Data START
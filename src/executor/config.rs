//! Executor configuration

use serde::{Deserialize, Serialize};

#[derive(Debug, Clone, Serialize, Deserialize)]
#[serde(default)]
pub struct ExecutorConfig {
    /// Hard ceiling on the worker pool; `adaptive()` can only shrink this.
    #[serde(rename = "max-concurrent")]
    pub max_concurrent: usize,

    /// Recompute `effective_N` from host load this often.
    #[serde(rename = "adaptive-concurrency")]
    pub adaptive_concurrency: bool,

    /// Interval between adaptive-concurrency recomputations.
    #[serde(rename = "adaptive-interval-sec")]
    pub adaptive_interval_sec: u64,

    /// `in_progress` age, in minutes, past which a task is considered stuck.
    #[serde(rename = "stuck-minutes")]
    pub stuck_minutes: i64,

    /// Heartbeat write interval for an in-progress attempt.
    #[serde(rename = "heartbeat-seconds")]
    pub heartbeat_seconds: u64,

    /// Attempts allowed before a task escalates to the board.
    #[serde(rename = "max-attempts")]
    pub max_attempts: u32,

    /// Backoff applied to `next_retry_after` after a failed attempt.
    #[serde(rename = "retry-delay-sec")]
    pub retry_delay_sec: i64,

    /// Pending tasks pulled per cycle, before family interleaving.
    #[serde(rename = "batch-size")]
    pub batch_size: usize,

    /// Validator pass/fail threshold on the [0,1] confidence scale.
    #[serde(rename = "validator-threshold")]
    pub validator_threshold: f32,

    /// Batch same-model LLM calls within a pull cycle instead of issuing
    /// them one at a time.
    #[serde(rename = "batch-group-llm")]
    pub batch_group_llm: bool,

    /// Environment variable carrying the shared secret for
    /// `POST /api/board/consult`.
    #[serde(rename = "board-api-key-env")]
    pub board_api_key_env: String,

    /// Assignment composite-score weights: `w1*domain_fit - w2*workload + w3*success_rate`.
    #[serde(rename = "assignment-weight-domain-fit")]
    pub assignment_weight_domain_fit: f32,
    #[serde(rename = "assignment-weight-workload")]
    pub assignment_weight_workload: f32,
    #[serde(rename = "assignment-weight-success-rate")]
    pub assignment_weight_success_rate: f32,
}

impl Default for ExecutorConfig {
    fn default() -> Self {
        Self {
            max_concurrent: 15,
            adaptive_concurrency: true,
            adaptive_interval_sec: 15,
            stuck_minutes: 15,
            heartbeat_seconds: 15,
            max_attempts: 3,
            retry_delay_sec: 90,
            batch_size: 10,
            validator_threshold: 0.5,
            batch_group_llm: true,
            board_api_key_env: "ORCHESTRATORD_BOARD_API_KEY".to_string(),
            assignment_weight_domain_fit: 1.0,
            assignment_weight_workload: 0.5,
            assignment_weight_success_rate: 0.5,
        }
    }
}
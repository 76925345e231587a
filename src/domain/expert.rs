//! Expert - a named role that models impersonate via prompts
//!
//! Experts are seeded from a canonical source-of-truth file and mutated only
//! through `sync_from_seed`; data rows with behavior specified by prompt text,
//! not a class hierarchy.

use std::collections::HashMap;

use serde::{Deserialize, Serialize};
use taskstore::{IndexValue, Record, now_ms};

/// The reserved assignee value meaning "call Router directly, no expert prompt".
pub const DIRECT_ASSIGNEE: &str = "direct";

#[derive(Debug, Clone, Serialize, Deserialize)]
pub struct Expert {
    /// Stable, unique name (also the primary key / assignee reference)
    pub name: String,
    pub role: String,
    pub department: String,
    pub system_prompt: String,
    pub department_id: String,
    pub workload: u32,
    pub success_rate: f32,
    pub created_at: i64,
    pub updated_at: i64,
}

impl Expert {
    pub fn new(
        name: impl Into<String>,
        role: impl Into<String>,
        department: impl Into<String>,
        department_id: impl Into<String>,
        system_prompt: impl Into<String>,
    ) -> Self {
        let now = now_ms();
        Self {
            name: name.into(),
            role: role.into(),
            department: department.into(),
            system_prompt: system_prompt.into(),
            department_id: department_id.into(),
            workload: 0,
            success_rate: 1.0,
            created_at: now,
            updated_at: now,
        }
    }

    /// `score = w1*domainFit - w2*workload + w3*successRate`, per the
    /// assignment pass's composite scoring function.
    pub fn composite_score(&self, domain_fit: f32, w1: f32, w2: f32, w3: f32) -> f32 {
        w1 * domain_fit - w2 * (self.workload as f32) + w3 * self.success_rate
    }

    pub fn increment_workload(&mut self) {
        self.workload += 1;
        self.updated_at = now_ms();
    }

    pub fn decrement_workload(&mut self) {
        self.workload = self.workload.saturating_sub(1);
        self.updated_at = now_ms();
    }

    /// Exponential-moving-average update of the rolling success rate.
    pub fn record_outcome(&mut self, succeeded: bool, alpha: f32) {
        let sample = if succeeded { 1.0 } else { 0.0 };
        self.success_rate = alpha * sample + (1.0 - alpha) * self.success_rate;
        self.updated_at = now_ms();
    }
}

/// A single line of the newline-delimited expert seed file: `{name, role, department}`.
#[derive(Debug, Clone, Deserialize)]
pub struct ExpertSeed {
    pub name: String,
    pub role: String,
    pub department: String,
    #[serde(default)]
    pub department_id: Option<String>,
    #[serde(default)]
    pub system_prompt: Option<String>,
}

impl Record for Expert {
    fn id(&self) -> &str {
        &self.name
    }

    fn updated_at(&self) -> i64 {
        self.updated_at
    }

    fn collection_name() -> &'static str {
        "experts"
    }

    fn indexed_fields(&self) -> HashMap<String, IndexValue> {
        let mut fields = HashMap::new();
        fields.insert("department".to_string(), IndexValue::String(self.department.clone()));
        fields.insert("department_id".to_string(), IndexValue::String(self.department_id.clone()));
        fields
    }
}

#[cfg(test)]
mod tests {
    use super::*;

    #[test]
    fn composite_score_rewards_fit_and_success_penalizes_workload() {
        let mut expert = Expert::new("ada", "Backend Expert", "engineering", "eng", "You are Ada.");
        let score_idle = expert.composite_score(1.0, 1.0, 1.0, 1.0);
        expert.increment_workload();
        expert.increment_workload();
        let score_busy = expert.composite_score(1.0, 1.0, 1.0, 1.0);
        assert!(score_busy < score_idle);
    }

    #[test]
    fn record_outcome_moves_toward_sample() {
        let mut expert = Expert::new("ada", "role", "dept", "dept-id", "prompt");
        assert_eq!(expert.success_rate, 1.0);
        expert.record_outcome(false, 0.5);
        assert_eq!(expert.success_rate, 0.5);
    }

    #[test]
    fn indexed_fields_cover_department_lookup() {
        let expert = Expert::new("ada", "role", "engineering", "eng", "prompt");
        let fields = expert.indexed_fields();
        assert_eq!(fields.get("department"), Some(&IndexValue::String("engineering".to_string())));
    }
}
//! LLM error types

use std::time::Duration;
use thiserror::Error;

/// Errors that can occur during LLM operations
#[derive(Debug, Error)]
pub enum LlmError {
    #[error("Rate limited, retry after {retry_after:?}")]
    RateLimited { retry_after: Duration },

    #[error("API error {status}: {message}")]
    ApiError { status: u16, message: String },

    #[error("Network error: {0}")]
    Network(#[from] reqwest::Error),

    #[error("Invalid response: {0}")]
    InvalidResponse(String),

    #[error("Timeout after {0:?}")]
    Timeout(Duration),

    #[error("JSON serialization error: {0}")]
    Json(#[from] serde_json::Error),

    /// The model echoed the prompt back (or a near-verbatim substring of it)
    /// instead of answering. Treated as retryable on the opposite backend
    /// family.
    #[error("model echoed the input instead of responding")]
    Echo,

    /// An embedding response had the wrong number of components.
    #[error("embedding has {actual} components, expected {expected}")]
    DimensionMismatch { expected: usize, actual: usize },

    /// No backend in the requested family has capacity right now (all
    /// concurrency permits exhausted and the wait queue is full).
    #[error("no backend available for family {family}")]
    Unavailable { family: String },
}

impl LlmError {
    /// Check if this is a rate limit error
    pub fn is_rate_limit(&self) -> bool {
        matches!(self, LlmError::RateLimited { .. })
    }

    /// Check if this error is retryable
    pub fn is_retryable(&self) -> bool {
        match self {
            LlmError::RateLimited { .. } => true,
            LlmError::ApiError { status, .. } => *status >= 500,
            LlmError::Network(_) => true,
            LlmError::Timeout(_) => true,
            LlmError::InvalidResponse(_) => false,
            LlmError::Json(_) => false,
            LlmError::Echo => true,
            LlmError::DimensionMismatch { .. } => false,
            LlmError::Unavailable { .. } => true,
        }
    }

    /// Get the retry duration if this is a rate limit error
    pub fn retry_after(&self) -> Option<Duration> {
        match self {
            LlmError::RateLimited { retry_after } => Some(*retry_after),
            _ => None,
        }
    }
}

#[cfg(test)]
mod tests {
    use super::*;

    #[test]
    fn test_is_rate_limit() {
        let err = LlmError::RateLimited {
            retry_after: Duration::from_secs(60),
        };
        assert!(err.is_rate_limit());

        let err = LlmError::ApiError {
            status: 500,
            message: "Server error".to_string(),
        };
        assert!(!err.is_rate_limit());
    }

    #[test]
    fn test_is_retryable() {
        // Rate limited should be retryable
        assert!(
            LlmError::RateLimited {
                retry_after: Duration::from_secs(60)
            }
            .is_retryable()
        );

        // 5xx errors should be retryable
        assert!(
            LlmError::ApiError {
                status: 500,
                message: "Server error".to_string()
            }
            .is_retryable()
        );

        assert!(
            LlmError::ApiError {
                status: 502,
                message: "Bad gateway".to_string()
            }
            .is_retryable()
        );

        // 4xx errors should not be retryable
        assert!(
            !LlmError::ApiError {
                status: 400,
                message: "Bad request".to_string()
            }
            .is_retryable()
        );

        // Timeout should be retryable
        assert!(LlmError::Timeout(Duration::from_secs(30)).is_retryable());

        // Invalid response should not be retryable
        assert!(!LlmError::InvalidResponse("Bad JSON".to_string()).is_retryable());
    }

    #[test]
    fn test_echo_and_unavailable_are_retryable() {
        assert!(LlmError::Echo.is_retryable());
        assert!(
            LlmError::Unavailable {
                family: "fast".to_string()
            }
            .is_retryable()
        );
        assert!(
            !LlmError::DimensionMismatch {
                expected: 768,
                actual: 10
            }
            .is_retryable()
        );
    }

    #[test]
    fn test_retry_after() {
        let err = LlmError::RateLimited {
            retry_after: Duration::from_secs(42),
        };
        assert_eq!(err.retry_after(), Some(Duration::from_secs(42)));

        let err = LlmError::ApiError {
            status: 500,
            message: "Server error".to_string(),
        };
        assert_eq!(err.retry_after(), None);
    }
}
Data END
■ **Required action**: Please return only the lines above, starting at the line that has "let now = now_ms();" and ending at the line that has "rolling success rate.", keeping both and leaving each one unchanged.

■ **Task answer**:
        let now = now_ms();
        Self {
            name: name.into(),
            role: role.into(),
            department: department.into(),
            system_prompt: system_prompt.into(),
            department_id: department_id.into(),
            workload: 0,
            success_rate: 1.0,
            created_at: now,
            updated_at: now,
        }
    }

    /// `score = w1*domainFit - w2*workload + w3*successRate`, per the
    /// assignment pass's composite scoring function.
    pub fn composite_score(&self, domain_fit: f32, w1: f32, w2: f32, w3: f32) -> f32 {
        w1 * domain_fit - w2 * (self.workload as f32) + w3 * self.success_rate
    }

    pub fn increment_workload(&mut self) {
        self.workload += 1;
        self.updated_at = now_ms();
    }

    pub fn decrement_workload(&mut self) {
        self.workload = self.workload.saturating_sub(1);
        self.updated_at = now_ms();
    }

    /// Exponential-moving-average update of the rolling success rate.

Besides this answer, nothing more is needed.